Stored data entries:

——————

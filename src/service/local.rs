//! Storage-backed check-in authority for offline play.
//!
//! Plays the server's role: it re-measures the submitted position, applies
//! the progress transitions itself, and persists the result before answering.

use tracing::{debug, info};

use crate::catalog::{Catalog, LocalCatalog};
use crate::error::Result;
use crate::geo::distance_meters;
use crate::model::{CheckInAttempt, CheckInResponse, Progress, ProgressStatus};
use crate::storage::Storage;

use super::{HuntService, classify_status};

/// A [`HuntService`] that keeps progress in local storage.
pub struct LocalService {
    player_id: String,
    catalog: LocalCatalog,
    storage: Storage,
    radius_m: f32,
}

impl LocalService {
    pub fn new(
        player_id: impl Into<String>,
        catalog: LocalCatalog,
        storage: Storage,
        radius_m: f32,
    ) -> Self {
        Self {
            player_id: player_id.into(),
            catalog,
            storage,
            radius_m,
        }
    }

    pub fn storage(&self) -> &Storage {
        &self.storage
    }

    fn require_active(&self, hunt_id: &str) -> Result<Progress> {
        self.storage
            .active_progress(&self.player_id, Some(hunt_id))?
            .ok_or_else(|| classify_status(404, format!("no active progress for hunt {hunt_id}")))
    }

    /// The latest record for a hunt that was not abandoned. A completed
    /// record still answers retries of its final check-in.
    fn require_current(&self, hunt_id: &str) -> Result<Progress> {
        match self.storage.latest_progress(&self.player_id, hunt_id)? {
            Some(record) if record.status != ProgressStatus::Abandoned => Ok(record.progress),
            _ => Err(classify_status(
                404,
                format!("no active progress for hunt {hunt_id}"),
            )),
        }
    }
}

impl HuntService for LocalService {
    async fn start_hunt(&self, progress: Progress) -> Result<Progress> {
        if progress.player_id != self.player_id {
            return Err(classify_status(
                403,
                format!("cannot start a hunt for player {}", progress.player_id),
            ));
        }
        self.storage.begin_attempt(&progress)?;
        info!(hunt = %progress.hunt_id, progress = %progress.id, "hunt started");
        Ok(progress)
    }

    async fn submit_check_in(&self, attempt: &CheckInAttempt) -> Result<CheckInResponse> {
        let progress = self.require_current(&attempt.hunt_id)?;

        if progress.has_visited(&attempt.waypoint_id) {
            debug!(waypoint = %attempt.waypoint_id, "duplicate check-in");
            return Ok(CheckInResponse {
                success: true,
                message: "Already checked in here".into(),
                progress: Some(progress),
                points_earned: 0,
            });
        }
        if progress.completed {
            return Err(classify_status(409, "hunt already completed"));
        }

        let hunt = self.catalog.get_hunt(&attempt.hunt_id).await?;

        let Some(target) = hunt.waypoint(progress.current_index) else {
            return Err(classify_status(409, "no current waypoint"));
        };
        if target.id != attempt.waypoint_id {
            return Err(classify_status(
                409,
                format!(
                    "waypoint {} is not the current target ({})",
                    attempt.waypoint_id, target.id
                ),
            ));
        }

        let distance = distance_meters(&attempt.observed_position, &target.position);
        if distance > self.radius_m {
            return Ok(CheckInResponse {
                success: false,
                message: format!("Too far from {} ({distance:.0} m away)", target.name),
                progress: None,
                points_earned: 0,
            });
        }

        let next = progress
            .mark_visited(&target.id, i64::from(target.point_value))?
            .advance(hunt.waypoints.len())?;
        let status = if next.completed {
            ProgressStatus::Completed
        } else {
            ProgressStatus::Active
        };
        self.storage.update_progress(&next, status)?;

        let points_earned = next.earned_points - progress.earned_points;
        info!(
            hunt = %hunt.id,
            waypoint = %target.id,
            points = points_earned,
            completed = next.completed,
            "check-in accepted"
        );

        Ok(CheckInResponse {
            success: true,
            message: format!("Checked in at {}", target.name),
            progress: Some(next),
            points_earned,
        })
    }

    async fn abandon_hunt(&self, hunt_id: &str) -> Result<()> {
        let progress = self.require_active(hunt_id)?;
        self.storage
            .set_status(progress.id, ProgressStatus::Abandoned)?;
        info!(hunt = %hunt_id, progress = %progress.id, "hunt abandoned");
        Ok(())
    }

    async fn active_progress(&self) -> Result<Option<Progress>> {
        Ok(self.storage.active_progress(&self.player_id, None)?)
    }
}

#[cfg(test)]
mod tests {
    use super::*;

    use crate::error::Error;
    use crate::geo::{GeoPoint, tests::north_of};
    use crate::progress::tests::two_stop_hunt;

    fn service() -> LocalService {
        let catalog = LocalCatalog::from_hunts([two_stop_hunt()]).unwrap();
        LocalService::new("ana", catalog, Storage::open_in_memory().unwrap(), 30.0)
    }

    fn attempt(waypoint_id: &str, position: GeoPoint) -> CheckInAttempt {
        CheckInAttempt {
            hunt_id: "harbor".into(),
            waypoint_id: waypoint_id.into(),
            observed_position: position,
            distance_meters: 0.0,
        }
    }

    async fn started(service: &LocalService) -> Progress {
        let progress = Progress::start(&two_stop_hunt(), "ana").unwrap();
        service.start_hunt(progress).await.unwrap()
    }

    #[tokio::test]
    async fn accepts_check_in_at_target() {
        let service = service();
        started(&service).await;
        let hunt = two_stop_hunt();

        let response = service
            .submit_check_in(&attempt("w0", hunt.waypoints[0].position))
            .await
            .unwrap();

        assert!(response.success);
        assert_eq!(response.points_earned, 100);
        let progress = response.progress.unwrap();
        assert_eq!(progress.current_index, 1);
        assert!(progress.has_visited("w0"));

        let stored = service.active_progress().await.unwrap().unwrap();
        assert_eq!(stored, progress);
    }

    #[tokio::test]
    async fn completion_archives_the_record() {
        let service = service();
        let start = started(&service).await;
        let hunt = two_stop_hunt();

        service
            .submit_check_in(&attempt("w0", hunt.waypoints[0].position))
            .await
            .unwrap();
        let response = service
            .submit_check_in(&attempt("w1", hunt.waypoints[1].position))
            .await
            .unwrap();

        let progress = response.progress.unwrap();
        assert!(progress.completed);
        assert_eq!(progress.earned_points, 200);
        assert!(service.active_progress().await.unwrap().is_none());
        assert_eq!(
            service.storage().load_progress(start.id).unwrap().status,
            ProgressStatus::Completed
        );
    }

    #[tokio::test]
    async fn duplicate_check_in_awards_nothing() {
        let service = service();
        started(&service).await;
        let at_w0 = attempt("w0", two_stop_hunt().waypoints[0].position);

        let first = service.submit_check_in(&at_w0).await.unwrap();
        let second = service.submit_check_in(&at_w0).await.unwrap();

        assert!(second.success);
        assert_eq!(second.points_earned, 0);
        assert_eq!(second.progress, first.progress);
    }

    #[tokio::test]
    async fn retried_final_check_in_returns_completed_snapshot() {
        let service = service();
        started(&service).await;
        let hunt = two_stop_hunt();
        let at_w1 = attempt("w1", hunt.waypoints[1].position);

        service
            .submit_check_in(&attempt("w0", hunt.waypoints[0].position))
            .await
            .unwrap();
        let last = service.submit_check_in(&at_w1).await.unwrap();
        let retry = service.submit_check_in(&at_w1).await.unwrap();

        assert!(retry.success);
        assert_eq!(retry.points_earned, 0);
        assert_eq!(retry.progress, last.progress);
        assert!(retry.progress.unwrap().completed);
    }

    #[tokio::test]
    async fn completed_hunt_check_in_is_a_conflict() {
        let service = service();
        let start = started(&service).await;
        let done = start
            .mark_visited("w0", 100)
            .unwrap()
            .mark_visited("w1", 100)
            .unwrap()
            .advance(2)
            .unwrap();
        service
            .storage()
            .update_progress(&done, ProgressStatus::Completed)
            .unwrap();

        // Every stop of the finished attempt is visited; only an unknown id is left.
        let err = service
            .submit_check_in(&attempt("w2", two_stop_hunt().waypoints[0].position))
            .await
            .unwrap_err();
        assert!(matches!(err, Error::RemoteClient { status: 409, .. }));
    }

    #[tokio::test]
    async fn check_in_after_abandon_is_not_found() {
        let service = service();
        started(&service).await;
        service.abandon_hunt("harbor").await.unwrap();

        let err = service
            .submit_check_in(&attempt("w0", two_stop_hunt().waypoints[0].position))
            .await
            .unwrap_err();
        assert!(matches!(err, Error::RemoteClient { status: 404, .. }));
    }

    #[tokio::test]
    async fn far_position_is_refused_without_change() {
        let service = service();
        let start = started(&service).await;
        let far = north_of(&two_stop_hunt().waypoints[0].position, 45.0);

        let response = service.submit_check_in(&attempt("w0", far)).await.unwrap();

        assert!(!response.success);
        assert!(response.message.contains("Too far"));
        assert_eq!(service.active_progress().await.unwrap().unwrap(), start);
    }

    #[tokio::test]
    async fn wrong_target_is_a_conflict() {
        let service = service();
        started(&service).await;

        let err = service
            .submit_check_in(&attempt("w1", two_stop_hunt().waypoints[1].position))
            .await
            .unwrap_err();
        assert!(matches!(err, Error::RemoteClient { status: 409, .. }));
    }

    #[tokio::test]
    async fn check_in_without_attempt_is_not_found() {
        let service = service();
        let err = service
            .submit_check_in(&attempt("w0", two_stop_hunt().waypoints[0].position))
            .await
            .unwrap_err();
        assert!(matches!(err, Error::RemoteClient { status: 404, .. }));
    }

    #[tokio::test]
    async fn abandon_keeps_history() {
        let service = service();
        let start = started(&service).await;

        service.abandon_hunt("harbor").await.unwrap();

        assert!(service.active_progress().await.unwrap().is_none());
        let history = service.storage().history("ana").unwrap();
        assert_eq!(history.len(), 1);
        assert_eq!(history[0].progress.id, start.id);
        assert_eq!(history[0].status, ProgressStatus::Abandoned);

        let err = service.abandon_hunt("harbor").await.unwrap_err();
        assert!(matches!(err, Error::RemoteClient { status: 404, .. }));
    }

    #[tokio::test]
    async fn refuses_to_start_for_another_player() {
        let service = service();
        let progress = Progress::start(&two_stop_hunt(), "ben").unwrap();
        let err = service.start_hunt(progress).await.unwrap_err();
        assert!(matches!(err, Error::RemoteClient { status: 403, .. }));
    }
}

——————

**What needs to be done**
Stop after the line containing "in local storage.": print exactly the lines from the start of the entries above up to it, that line included.

**Task solution**
filename src/service/local.rs
//! Storage-backed check-in authority for offline play.
//!
//! Plays the server's role: it re-measures the submitted position, applies
//! the progress transitions itself, and persists the result before answering.

use tracing::{debug, info};

use crate::catalog::{Catalog, LocalCatalog};
use crate::error::Result;
use crate::geo::distance_meters;
use crate::model::{CheckInAttempt, CheckInResponse, Progress, ProgressStatus};
use crate::storage::Storage;

use super::{HuntService, classify_status};

/// A [`HuntService`] that keeps progress in local storage.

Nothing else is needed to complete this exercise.